Em entrevista com o advogado Ricardo da Rocha Neto, representante do Condomínio Edifício Dolores, ele explica que os moradores do prédio não devem ser incomodados, já que há pessoas da sociedade paulistana entre os residentes, caso de um famoso jurista, do qual deixa escapar o nome. Também questiona o estorvo que seria um deles passear com o cachorrinho e encontrar um cliente do restaurante flanando na Rua Barão de Capanema. “Na convenção do condomínio, veda-se expressamente restaurantes e atividades que possam trazer incômodo”, afirma, ao mesmo tempo que recorda que “o número 101 é uma unidade autônoma, do Dolores, construído há aproximadamente 45 anos. Tem acesso apenas pela área externa e não utiliza elevador.”

Não é a primeira vez que esse tipo de conflito acontece. Antes de Braga Nascimento ter adquirido o imóvel para montar um escritório de advocacia, o sobrado havia pertencido a Ana Luiza Trajano, que sonhou instalar nele um ateliê culinário, e, possivelmente, a futura sede de seu Instituto Brasil A Gosto. A chef não conseguiu levar o projeto adiante.

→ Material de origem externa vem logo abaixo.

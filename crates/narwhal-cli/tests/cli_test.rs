use assert_cmd::prelude::*;
use serde_json::Value;
use std::fs;
use std::process::Command;

const PATH_GRAPH: &str = r#"{
  "nodes": [{"width": 10, "height": 10}, {"width": 10, "height": 10}, {"width": 10, "height": 10}],
  "links": [{"source": 0, "target": 1}, {"source": 1, "target": 2}],
  "constraints": [{"axis": "x", "left": 0, "right": 2, "gap": 40}],
  "options": {"canvasSize": [300, 300], "linkDistance": 30},
  "start": {"unconstrainedIterations": 10, "userConstraintIterations": 10, "allConstraintsIterations": 10}
}"#;

fn run_ok(args: &[&str], stdin: Option<&str>) -> Value {
    let exe = assert_cmd::cargo_bin!("narwhal-cli");
    let mut cmd = assert_cmd::Command::new(exe);
    cmd.args(args);
    if let Some(input) = stdin {
        cmd.write_stdin(input);
    }
    let out = cmd.assert().success().get_output().stdout.clone();
    serde_json::from_slice(&out).expect("stdout is JSON")
}

#[test]
fn cli_lays_out_a_graph_file() {
    let tmp = tempfile::tempdir().expect("tempdir");
    let input = tmp.path().join("graph.json");
    fs::write(&input, PATH_GRAPH).expect("write input");

    let v = run_ok(&["layout", input.to_string_lossy().as_ref()], None);
    let nodes = v["nodes"].as_array().expect("nodes");
    assert_eq!(nodes.len(), 3);
    let x0 = nodes[0]["x"].as_f64().expect("x0");
    let x2 = nodes[2]["x"].as_f64().expect("x2");
    assert!(x2 - x0 >= 39.0, "x0={x0} x2={x2}");
    assert!(v["stress"].is_number());
}

#[test]
fn cli_writes_to_out_path() {
    let tmp = tempfile::tempdir().expect("tempdir");
    let input = tmp.path().join("graph.json");
    let out = tmp.path().join("positions.json");
    fs::write(&input, PATH_GRAPH).expect("write input");

    let exe = assert_cmd::cargo_bin!("narwhal-cli");
    Command::new(exe)
        .args([
            "layout",
            "--pretty",
            "--avoid-overlaps",
            "--iterations",
            "5,5,5",
            "--out",
            out.to_string_lossy().as_ref(),
            input.to_string_lossy().as_ref(),
        ])
        .assert()
        .success();

    let text = fs::read_to_string(&out).expect("read output");
    let v: Value = serde_json::from_str(&text).expect("output is JSON");
    assert_eq!(v["nodes"].as_array().map(Vec::len), Some(3));
}

#[test]
fn cli_removes_overlaps_from_stdin() {
    let v = run_ok(
        &["overlaps"],
        Some(r#"[{"minX":0,"maxX":10,"minY":0,"maxY":10},{"minX":0,"maxX":10,"minY":0,"maxY":10}]"#),
    );
    let rs = v["rectangles"].as_array().expect("rectangles");
    assert_eq!(rs.len(), 2);
    let a = rs[0]["minX"].as_f64().expect("a");
    let b = rs[1]["minX"].as_f64().expect("b");
    assert!((a - b).abs() >= 10.0 - 1e-6);
}

#[test]
fn cli_prints_power_graph_groups() {
    let v = run_ok(
        &["power-graph", "-"],
        Some(
            r#"{"links":[{"source":0,"target":2},{"source":0,"target":3},{"source":1,"target":2},{"source":1,"target":3}]}"#,
        ),
    );
    assert_eq!(v["groups"].as_array().map(Vec::len), Some(2));
    assert_eq!(v["powerEdges"].as_array().map(Vec::len), Some(1));
}

#[test]
fn cli_rejects_unknown_flags_with_usage() {
    let exe = assert_cmd::cargo_bin!("narwhal-cli");
    Command::new(exe)
        .arg("--no-such-flag")
        .assert()
        .code(2);
}

#[test]
fn cli_reports_layout_errors() {
    let exe = assert_cmd::cargo_bin!("narwhal-cli");
    let mut cmd = assert_cmd::Command::new(exe);
    cmd.arg("layout")
        .write_stdin(r#"{"nodes":[{}],"links":[{"source":0,"target":4}]}"#)
        .assert()
        .code(1);
}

“Desisti porque não queria comprar briga. Saía bem estressada das reuniões de condomínio. As pessoas de lá eram cheias de soberba. Elas infernizavam. Uma moradora chegava a me ligar aos fins de semana para reclamar do barulho do Brasil A Gosto, que nem estava aberto naquele horário. O ódio mortal deles é restaurante”, disse Ana Luiza na conversa que tive com ela por telefone.  “É um carma que ninguém precisa.”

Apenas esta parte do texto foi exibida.